A part of the argument of appellants is directed to the provisions of the charter of the city and county (article XVI, section 2) which declares that “all deputies, clerks, assistants and other employees of the city and county must be citizens of the United States and must during their respective terms of office or employment, actually reside in the city and county and must have so resided for one year preceding their appointment.” In this connection it is argued that school teachers are officers of the city within the contemplation of this provision. Respondent makes answer that the school system is a state and not a municipal affair; that school teachers are not officers or employees of the city and county at all but are employees of the board of education, and that to hold that a teacher is a municipal officer would work incalculable confusion and hardship and would immediately result in forfeiting the positions of many such teachers under the provision of section 996, subdivision 5, of the Political Code which declares: that an office becomes vacant upon the incumbent “ceasing to be an inhabitant of the district, county, city or township for which he was chosen or appointed, or within which the duties of his office are required to be discharged.” Into these considerations, however, we think it unnecessary to enter for, aside from them, the charter confers full power upon the board of education (if such a grant of power be needed) to pass the resolution here under review.
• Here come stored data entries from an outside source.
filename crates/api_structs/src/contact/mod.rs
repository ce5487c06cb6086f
pub mod api;
pub mod dtos;
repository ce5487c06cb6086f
use reqwest::{Client, StatusCode};
use serde::{de::DeserializeOwned, Serialize};
use std::time::Duration;
use thiserror::Error;

pub type APIResponse<T> = Result<T, APIError>;

#[derive(Debug, Error)]
pub enum APIError {
    /// The request never completed. Nothing can be assumed about the far
    /// side: the server may be down, the url wrong or the network gone.
    #[error("Could not reach the api: {0}")]
    Network(#[source] reqwest::Error),
    #[error("The api responded with unexpected status code: {status}")]
    UnexpectedStatusCode { status: StatusCode, body: String },
    #[error("The api responded with a body that could not be decoded")]
    MalformedResponse(#[source] reqwest::Error),
}

pub(crate) struct BaseClient {
    address: String,
    http: Client,
}

impl BaseClient {
    pub fn new(address: String, timeout: Duration) -> Self {
        let http = Client::builder()
            .timeout(timeout)
            .build()
            .expect("The http client to be created");
        let address = address.trim_end_matches('/').to_string();

        Self { address, http }
    }

    fn url(&self, path: &str) -> String {
        format!("{}/{}", self.address, path)
    }

    async fn handle_response<T: DeserializeOwned>(
        &self,
        res: Result<reqwest::Response, reqwest::Error>,
        expected_status_code: StatusCode,
    ) -> APIResponse<T> {
        let res = res.map_err(APIError::Network)?;
        let status = res.status();
        if status != expected_status_code {
            let body = res.text().await.unwrap_or_default();
            return Err(APIError::UnexpectedStatusCode { status, body });
        }

        res.json().await.map_err(APIError::MalformedResponse)
    }

    pub async fn get<T: DeserializeOwned>(
        &self,
        path: String,
        expected_status_code: StatusCode,
    ) -> APIResponse<T> {
        let res = self.http.get(&self.url(&path)).send().await;
        self.handle_response(res, expected_status_code).await
    }

    pub async fn post<S: Serialize, T: DeserializeOwned>(
        &self,
        body: S,
        path: String,
        expected_status_code: StatusCode,
    ) -> APIResponse<T> {
        let res = self.http.post(&self.url(&path)).json(&body).send().await;
        self.handle_response(res, expected_status_code).await
    }

    pub async fn put<S: Serialize, T: DeserializeOwned>(
        &self,
        body: S,
        path: String,
        expected_status_code: StatusCode,
    ) -> APIResponse<T> {
        let res = self.http.put(&self.url(&path)).json(&body).send().await;
        self.handle_response(res, expected_status_code).await
    }

    pub async fn delete<T: DeserializeOwned>(
        &self,
        path: String,
        expected_status_code: StatusCode,
    ) -> APIResponse<T> {
        let res = self.http.delete(&self.url(&path)).send().await;
        self.handle_response(res, expected_status_code).await
    }
}
mod contact;
mod user;

pub mod dtos {
    pub use crate::contact::dtos::*;
    pub use crate::user::dtos::*;
}

pub use crate::contact::api::*;
pub use crate::user::api::*;
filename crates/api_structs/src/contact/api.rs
use crate::dtos::ContactDTO;
use serde::{Deserialize, Serialize};
use userpanel_domain::ID;

pub mod list_contacts {
    use super::*;

    pub type APIResponse = Vec<ContactDTO>;
}

pub mod create_contact {
    use super::*;

    #[derive(Debug, Deserialize, Serialize)]
    pub struct RequestBody {
        pub name: String,
        pub age: String,
        pub email: String,
        pub address: String,
        pub cell_number: String,
    }

    pub type APIResponse = ContactDTO;
}

pub mod update_contact {
    use super::*;

    /// Full replacement of the mutable fields. There is no partial patch.
    #[derive(Debug, Deserialize, Serialize)]
    pub struct RequestBody {
        pub name: String,
        pub age: String,
        pub email: String,
        pub address: String,
        pub cell_number: String,
    }

    #[derive(Debug, Deserialize)]
    pub struct PathParams {
        pub contact_id: ID,
    }

    pub type APIResponse = ContactDTO;
}

pub mod delete_contact {
    use super::*;

    #[derive(Debug, Deserialize)]
    pub struct PathParams {
        pub contact_id: ID,
    }

    pub type APIResponse = ContactDTO;
}
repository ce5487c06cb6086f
use crate::shared::entity::{Entity, ID};
use chrono::{DateTime, Utc};
use serde::{Deserialize, Serialize};
use std::{fmt::Display, str::FromStr};
use thiserror::Error;

/// A record in the `users` collection of the team panel. Everything except
/// `id` and `created_at` is owned by the client; those two fields are
/// assigned by the remote collection.
#[derive(Debug, Clone)]
pub struct User {
    pub id: ID,
    pub name: String,
    pub email: String,
    pub role: String,
    pub status: UserStatus,
    pub created_at: Option<DateTime<Utc>>,
}

impl Entity<ID> for User {
    fn id(&self) -> ID {
        self.id.clone()
    }
}

/// The collection stores status as the original Portuguese labels, so the
/// wire representation keeps them.
#[derive(Debug, Clone, Copy, PartialEq, Eq, Serialize, Deserialize)]
pub enum UserStatus {
    #[serde(rename = "ativo")]
    Active,
    #[serde(rename = "inativo")]
    Inactive,
}

impl UserStatus {
    pub fn as_str(&self) -> &'static str {
        match self {
            Self::Active => "ativo",
            Self::Inactive => "inativo",
        }
    }
}

impl Display for UserStatus {
    fn fmt(&self, f: &mut std::fmt::Formatter<'_>) -> std::fmt::Result {
        write!(f, "{}", self.as_str())
    }
}

#[derive(Error, Debug)]
pub enum InvalidUserStatusError {
    #[error("`{0}` is not a known user status")]
    Unknown(String),
}

impl FromStr for UserStatus {
    type Err = InvalidUserStatusError;

    fn from_str(s: &str) -> Result<Self, Self::Err> {
        match s {
            "ativo" => Ok(Self::Active),
            "inativo" => Ok(Self::Inactive),
            _ => Err(InvalidUserStatusError::Unknown(s.to_string())),
        }
    }
}

#[cfg(test)]
mod test {
    use super::*;

    #[test]
    fn it_parses_known_statuses() {
        assert_eq!("ativo".parse::<UserStatus>().unwrap(), UserStatus::Active);
        assert_eq!(
            "inativo".parse::<UserStatus>().unwrap(),
            UserStatus::Inactive
        );
    }

    #[test]
    fn it_rejects_unknown_statuses() {
        assert!("enabled".parse::<UserStatus>().is_err());
        assert!("".parse::<UserStatus>().is_err());
    }

    #[test]
    fn status_roundtrips_through_its_label() {
        for status in &[UserStatus::Active, UserStatus::Inactive] {
            assert_eq!(status.as_str().parse::<UserStatus>().unwrap(), *status);
        }
    }
}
It declares (article VII, chapter III, section 1) that “in addition to the powers conferred by the general laws of the state, the board of education shall have power; 4. To establish and enforce all necessary rules and regulations for the government and efficiency of the schools and for carrying into effect the school system.” In this connection section 1616 of the Political Code provides that “boards of education are elected in cities under the provisions of the laws governing such cities and their powers and duties are as prescribed in such laws except as otherwise in this chapter provided.”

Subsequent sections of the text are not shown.